Chatters – i2i (eye-to-eye)
There is not a single group of people in the park who are not talking absolute shite, my internal dialogue included. Which means their conversations are not more important than my burgeoning belly. Therefore, I have no sympathy for this clear-eared cohort. However, I concede my scorn is part-fuelled by envy they have someone real to talk to.
Ramblers
The penguins of problem walkers, they congregate in large groups and huddle tightly. Almost identical to the physical chatters except they’re of a more mature vintage. They stoke my jealousy for the same reasons, especially after they rub the salt of having a lower social life age than me into my gaping wound.
Toddlers
They’re like wasps – constantly on the move and carrying real threat. But the key part of the last sentence was the first part, being constantly on the move they create gaps a skilled beekeeper like me is able to exploit (tip: they rarely take the racing line on corners).
Dawdlers
The blocker I identify with the most, they’re essentially me if I pull a hammy. Same nonsense going through our minds whatever our pace. Regardless, they’re irritating and I usually deliver vigilante justice – a Maverick-esque fly-by of their unoccupied control tower which thrusts them onto the hard shoulder.
People who walk dogs
I actually don’t mind them. At least the dogs on leads provide a challenge when they go to the other side of the path and you have to hurdle over the lead to get past.

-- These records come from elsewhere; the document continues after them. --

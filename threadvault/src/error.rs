use thiserror::Error;

/// A rejected request parameter.
///
/// Raised before any backend call; never retried.
#[derive(Error, Debug, Clone, PartialEq, Eq)]
#[error("invalid parameter '{field}': {reason}")]
pub struct ValidationError {
    pub field: String,
    pub reason: String,
}

impl ValidationError {
    pub fn new(field: impl Into<String>, reason: impl Into<String>) -> Self {
        Self {
            field: field.into(),
            reason: reason.into(),
        }
    }

    /// Re-attribute the error to another parameter name
    pub fn for_field(mut self, field: impl Into<String>) -> Self {
        self.field = field.into();
        self
    }
}

#[derive(Error, Debug)]
pub enum Error {
    #[error(transparent)]
    Validation(#[from] ValidationError),

    #[error("Backend transient error: {0}")]
    BackendTransient(String),

    #[error("Backend unavailable: {0}")]
    BackendUnavailable(String),

    #[error("Service unavailable: {0}")]
    ServiceUnavailable(String),

    #[error("Relational store error: {0}")]
    Relational(String),

    #[error("Internal error: {0}")]
    Internal(String),

    #[error("IO error: {0}")]
    Io(#[from] std::io::Error),

    #[error("JSON error: {0}")]
    Json(#[from] serde_json::Error),
}

impl Error {
    /// Stable kind label used in the error envelope and metrics
    pub fn kind(&self) -> &'static str {
        match self {
            Error::Validation(_) => "validation_error",
            Error::BackendTransient(_) => "backend_transient_error",
            Error::BackendUnavailable(_) | Error::Relational(_) => "backend_unavailable",
            Error::ServiceUnavailable(_) => "service_unavailable",
            Error::Internal(_) | Error::Io(_) | Error::Json(_) => {
                "internal_error"
            }
        }
    }
}

impl From<rusqlite::Error> for Error {
    fn from(err: rusqlite::Error) -> Self {
        Error::Relational(err.to_string())
    }
}

pub type Result<T> = std::result::Result<T, Error>;

#[cfg(test)]
mod tests {
    use super::*;

    #[test]
    fn test_validation_error_message_names_field() {
        let err = ValidationError::new("sort_type", "unrecognized value 'karma'");
        assert_eq!(
            err.to_string(),
            "invalid parameter 'sort_type': unrecognized value 'karma'"
        );
    }

    #[test]
    fn test_for_field_retags() {
        let err = ValidationError::new("time", "bad token").for_field("after");
        assert_eq!(err.field, "after");
        assert_eq!(err.reason, "bad token");
    }

    #[test]
    fn test_kinds() {
        let v: Error = ValidationError::new("size", "negative").into();
        assert_eq!(v.kind(), "validation_error");
        assert_eq!(
            Error::BackendUnavailable("x".into()).kind(),
            "backend_unavailable"
        );
        assert_eq!(
            Error::ServiceUnavailable("x".into()).kind(),
            "service_unavailable"
        );
        assert_eq!(Error::Internal("x".into()).kind(), "internal_error");
    }
}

I’m nearing the bench where I once saw Matt Hancock tying his shoelaces when I reach my conclusion (incidentally, this is an anecdote I’ve tried to shape in countless different ways over the years with no success. I’m always met with the same reaction – a pair of raised, expectant eyebrows waiting for a punchline that never comes).
Concluding thoughts
This publication doesn’t use Class A swear words, especially not targeted ones. And it still doesn’t. But this is the first time The Broken Oven has felt the need to make a statement like this.
Afterword
Something’s nagging at me. Over my career as a bapper, I’ve had many conversations with colleagues who, to a man and to a woman, have enthusiastically shared my detest. In fact, bapper or not, I’ve never met anyone who didn’t leave our conversation frothing at the mouth.
But if everyone hates blockers, and presumably blockers can’t hate blockers, then it follows that there are no blockers.
But there are blockers, so it then follows – do blockers know they’re blockers?
I quickly realise the next “so it follows”, so before I can consider it further, I channel my inner dawdler and return to the safe haven of rephrasing Hancock’s shoelaces.